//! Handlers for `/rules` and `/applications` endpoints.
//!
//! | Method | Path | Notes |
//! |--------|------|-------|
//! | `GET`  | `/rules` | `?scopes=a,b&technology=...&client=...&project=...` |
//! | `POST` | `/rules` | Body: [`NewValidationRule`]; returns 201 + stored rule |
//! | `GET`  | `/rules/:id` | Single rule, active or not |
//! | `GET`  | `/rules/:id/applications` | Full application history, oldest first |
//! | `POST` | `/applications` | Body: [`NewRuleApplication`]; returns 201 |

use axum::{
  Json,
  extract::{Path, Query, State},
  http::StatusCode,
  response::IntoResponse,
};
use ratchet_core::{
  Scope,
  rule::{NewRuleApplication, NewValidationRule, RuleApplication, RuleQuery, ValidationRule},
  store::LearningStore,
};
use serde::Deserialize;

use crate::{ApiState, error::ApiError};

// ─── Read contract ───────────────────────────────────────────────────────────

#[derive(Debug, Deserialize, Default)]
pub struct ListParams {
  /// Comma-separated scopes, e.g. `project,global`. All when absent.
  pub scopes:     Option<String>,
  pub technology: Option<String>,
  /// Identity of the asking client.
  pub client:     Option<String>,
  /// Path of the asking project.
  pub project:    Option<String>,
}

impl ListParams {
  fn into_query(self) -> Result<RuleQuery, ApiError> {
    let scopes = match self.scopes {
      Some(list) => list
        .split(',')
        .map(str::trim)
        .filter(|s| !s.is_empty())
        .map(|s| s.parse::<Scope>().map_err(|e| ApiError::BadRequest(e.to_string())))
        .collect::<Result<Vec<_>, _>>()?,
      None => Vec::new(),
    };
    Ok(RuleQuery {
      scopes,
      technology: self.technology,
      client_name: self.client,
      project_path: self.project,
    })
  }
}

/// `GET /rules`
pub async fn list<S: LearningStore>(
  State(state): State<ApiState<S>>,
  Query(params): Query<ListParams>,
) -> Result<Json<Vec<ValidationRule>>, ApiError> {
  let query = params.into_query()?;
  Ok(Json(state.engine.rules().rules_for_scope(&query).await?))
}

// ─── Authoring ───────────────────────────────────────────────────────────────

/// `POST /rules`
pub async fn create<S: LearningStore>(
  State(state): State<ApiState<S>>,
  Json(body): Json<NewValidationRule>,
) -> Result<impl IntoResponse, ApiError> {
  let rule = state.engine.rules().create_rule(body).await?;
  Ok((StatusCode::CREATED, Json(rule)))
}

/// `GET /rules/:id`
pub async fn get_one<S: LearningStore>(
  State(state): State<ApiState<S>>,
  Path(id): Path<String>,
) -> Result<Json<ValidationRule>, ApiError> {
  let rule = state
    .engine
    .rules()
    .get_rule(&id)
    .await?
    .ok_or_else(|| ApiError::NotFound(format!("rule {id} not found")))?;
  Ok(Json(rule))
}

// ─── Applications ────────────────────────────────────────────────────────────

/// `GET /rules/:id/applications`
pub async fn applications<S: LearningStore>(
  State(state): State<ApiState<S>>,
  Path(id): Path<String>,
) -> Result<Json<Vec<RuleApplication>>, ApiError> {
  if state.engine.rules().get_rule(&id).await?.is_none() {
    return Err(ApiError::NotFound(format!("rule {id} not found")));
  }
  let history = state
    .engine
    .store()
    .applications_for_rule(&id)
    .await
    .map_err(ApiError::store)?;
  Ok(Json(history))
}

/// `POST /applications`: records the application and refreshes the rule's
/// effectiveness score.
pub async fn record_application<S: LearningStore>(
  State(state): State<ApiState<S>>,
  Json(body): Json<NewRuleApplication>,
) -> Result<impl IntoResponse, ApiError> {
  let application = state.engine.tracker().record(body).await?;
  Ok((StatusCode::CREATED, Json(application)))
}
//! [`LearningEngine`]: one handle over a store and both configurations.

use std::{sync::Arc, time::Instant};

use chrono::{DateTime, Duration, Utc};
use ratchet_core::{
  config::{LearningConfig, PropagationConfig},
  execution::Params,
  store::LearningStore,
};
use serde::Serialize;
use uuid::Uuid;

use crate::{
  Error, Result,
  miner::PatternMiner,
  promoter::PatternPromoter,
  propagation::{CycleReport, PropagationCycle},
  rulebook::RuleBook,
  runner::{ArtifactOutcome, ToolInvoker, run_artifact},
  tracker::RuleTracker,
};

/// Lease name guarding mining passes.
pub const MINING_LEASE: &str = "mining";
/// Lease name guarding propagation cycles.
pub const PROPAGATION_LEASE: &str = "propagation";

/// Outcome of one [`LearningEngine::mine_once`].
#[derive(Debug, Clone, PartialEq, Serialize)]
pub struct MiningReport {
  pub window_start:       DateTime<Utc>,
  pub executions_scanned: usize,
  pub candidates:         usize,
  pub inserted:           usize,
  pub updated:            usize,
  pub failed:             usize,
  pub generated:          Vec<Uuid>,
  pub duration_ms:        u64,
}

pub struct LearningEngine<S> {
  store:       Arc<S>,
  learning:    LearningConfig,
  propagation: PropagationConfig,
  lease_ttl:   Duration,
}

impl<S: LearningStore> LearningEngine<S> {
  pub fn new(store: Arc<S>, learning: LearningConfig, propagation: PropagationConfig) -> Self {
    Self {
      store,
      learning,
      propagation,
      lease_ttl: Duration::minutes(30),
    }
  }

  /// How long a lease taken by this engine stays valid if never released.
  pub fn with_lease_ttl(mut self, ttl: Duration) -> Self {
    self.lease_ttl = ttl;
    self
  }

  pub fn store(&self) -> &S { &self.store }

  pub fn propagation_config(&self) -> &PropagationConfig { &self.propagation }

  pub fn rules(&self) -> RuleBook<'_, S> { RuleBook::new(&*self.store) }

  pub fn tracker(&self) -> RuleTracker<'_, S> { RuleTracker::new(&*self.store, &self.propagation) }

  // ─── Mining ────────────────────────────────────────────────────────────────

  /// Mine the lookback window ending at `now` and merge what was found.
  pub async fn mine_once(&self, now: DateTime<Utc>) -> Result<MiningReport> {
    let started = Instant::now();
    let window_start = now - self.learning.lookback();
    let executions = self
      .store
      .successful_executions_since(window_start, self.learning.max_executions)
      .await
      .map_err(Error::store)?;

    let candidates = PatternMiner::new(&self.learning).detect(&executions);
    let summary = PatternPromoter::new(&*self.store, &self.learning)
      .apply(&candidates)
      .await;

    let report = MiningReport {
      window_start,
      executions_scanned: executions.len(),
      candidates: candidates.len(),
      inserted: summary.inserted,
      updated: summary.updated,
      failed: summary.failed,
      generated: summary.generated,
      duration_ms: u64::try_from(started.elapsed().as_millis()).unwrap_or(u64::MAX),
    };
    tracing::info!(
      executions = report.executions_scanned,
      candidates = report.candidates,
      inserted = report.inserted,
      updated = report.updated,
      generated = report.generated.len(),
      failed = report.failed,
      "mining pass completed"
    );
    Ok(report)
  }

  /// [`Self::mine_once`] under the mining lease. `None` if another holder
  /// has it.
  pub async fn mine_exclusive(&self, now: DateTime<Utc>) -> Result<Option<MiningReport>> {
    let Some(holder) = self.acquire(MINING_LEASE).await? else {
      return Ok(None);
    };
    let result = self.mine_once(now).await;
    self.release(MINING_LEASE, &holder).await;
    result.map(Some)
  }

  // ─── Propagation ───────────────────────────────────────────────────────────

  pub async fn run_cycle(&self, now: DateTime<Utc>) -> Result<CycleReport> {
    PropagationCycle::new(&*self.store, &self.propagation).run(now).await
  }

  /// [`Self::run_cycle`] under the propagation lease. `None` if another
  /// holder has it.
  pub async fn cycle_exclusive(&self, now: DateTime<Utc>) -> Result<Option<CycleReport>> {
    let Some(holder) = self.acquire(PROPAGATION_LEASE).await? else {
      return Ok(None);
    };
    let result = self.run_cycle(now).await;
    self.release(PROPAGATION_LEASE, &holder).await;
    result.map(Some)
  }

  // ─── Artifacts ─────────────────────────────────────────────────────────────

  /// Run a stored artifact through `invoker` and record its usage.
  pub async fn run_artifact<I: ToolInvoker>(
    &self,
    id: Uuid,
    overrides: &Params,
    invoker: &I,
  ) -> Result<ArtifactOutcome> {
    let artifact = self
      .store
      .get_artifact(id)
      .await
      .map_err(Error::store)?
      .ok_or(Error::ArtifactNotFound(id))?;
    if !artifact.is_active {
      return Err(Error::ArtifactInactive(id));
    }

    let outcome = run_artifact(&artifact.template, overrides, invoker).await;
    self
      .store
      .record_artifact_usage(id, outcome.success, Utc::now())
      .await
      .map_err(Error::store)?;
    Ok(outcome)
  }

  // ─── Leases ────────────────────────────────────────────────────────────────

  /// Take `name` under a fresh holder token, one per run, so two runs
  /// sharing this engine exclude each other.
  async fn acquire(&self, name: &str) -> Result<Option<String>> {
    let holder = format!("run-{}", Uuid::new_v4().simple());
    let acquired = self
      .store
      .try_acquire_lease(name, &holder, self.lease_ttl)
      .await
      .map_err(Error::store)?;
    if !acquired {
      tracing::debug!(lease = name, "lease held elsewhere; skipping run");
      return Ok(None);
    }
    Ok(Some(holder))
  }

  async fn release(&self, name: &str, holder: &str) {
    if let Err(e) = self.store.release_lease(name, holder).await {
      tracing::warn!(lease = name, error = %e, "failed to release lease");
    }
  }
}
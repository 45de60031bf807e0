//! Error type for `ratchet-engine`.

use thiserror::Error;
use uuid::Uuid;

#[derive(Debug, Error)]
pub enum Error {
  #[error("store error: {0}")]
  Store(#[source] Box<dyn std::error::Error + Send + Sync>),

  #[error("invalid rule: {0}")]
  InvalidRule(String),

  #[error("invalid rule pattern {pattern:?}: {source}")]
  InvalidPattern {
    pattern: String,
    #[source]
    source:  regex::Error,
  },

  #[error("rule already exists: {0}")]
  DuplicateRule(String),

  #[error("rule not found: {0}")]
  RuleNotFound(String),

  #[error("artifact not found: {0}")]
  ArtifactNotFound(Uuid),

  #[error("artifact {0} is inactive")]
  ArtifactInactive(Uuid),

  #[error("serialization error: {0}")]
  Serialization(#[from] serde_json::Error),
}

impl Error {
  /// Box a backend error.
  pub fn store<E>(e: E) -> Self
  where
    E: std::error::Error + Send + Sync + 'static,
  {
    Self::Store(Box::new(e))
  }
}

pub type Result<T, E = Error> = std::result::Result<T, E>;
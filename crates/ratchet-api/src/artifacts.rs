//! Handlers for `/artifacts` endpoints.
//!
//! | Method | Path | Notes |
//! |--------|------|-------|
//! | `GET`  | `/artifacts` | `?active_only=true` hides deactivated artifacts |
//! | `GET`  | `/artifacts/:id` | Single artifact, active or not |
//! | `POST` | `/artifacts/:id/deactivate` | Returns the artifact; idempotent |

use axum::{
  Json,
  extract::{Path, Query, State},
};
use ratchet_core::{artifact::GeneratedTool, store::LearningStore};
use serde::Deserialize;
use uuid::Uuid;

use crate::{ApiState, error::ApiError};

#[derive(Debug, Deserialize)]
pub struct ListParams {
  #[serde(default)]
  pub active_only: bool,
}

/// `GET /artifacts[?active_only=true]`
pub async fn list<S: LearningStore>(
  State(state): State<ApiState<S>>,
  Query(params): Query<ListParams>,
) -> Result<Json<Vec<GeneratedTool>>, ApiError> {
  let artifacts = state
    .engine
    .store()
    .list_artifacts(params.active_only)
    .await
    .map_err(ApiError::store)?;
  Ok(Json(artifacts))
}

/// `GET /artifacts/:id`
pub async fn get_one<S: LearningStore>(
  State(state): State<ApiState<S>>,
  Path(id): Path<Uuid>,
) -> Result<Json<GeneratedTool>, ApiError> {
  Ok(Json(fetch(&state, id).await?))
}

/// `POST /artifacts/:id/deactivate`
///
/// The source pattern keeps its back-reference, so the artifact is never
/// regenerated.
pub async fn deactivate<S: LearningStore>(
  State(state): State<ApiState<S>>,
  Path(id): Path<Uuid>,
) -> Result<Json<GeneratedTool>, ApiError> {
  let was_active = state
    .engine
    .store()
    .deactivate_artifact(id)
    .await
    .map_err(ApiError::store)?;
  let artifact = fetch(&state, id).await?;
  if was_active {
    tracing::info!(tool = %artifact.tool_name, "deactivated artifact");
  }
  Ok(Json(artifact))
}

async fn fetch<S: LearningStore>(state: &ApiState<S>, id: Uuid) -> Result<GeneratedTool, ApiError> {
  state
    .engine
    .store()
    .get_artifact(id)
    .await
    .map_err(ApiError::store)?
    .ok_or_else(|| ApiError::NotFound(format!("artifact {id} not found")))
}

- ACTIVITY
Copy the lines of the entries above that mention "ArtifactNotFound".

- SOLVED EXERCISE
      .ok_or(Error::ArtifactNotFound(id))?;
  ArtifactNotFound(Uuid),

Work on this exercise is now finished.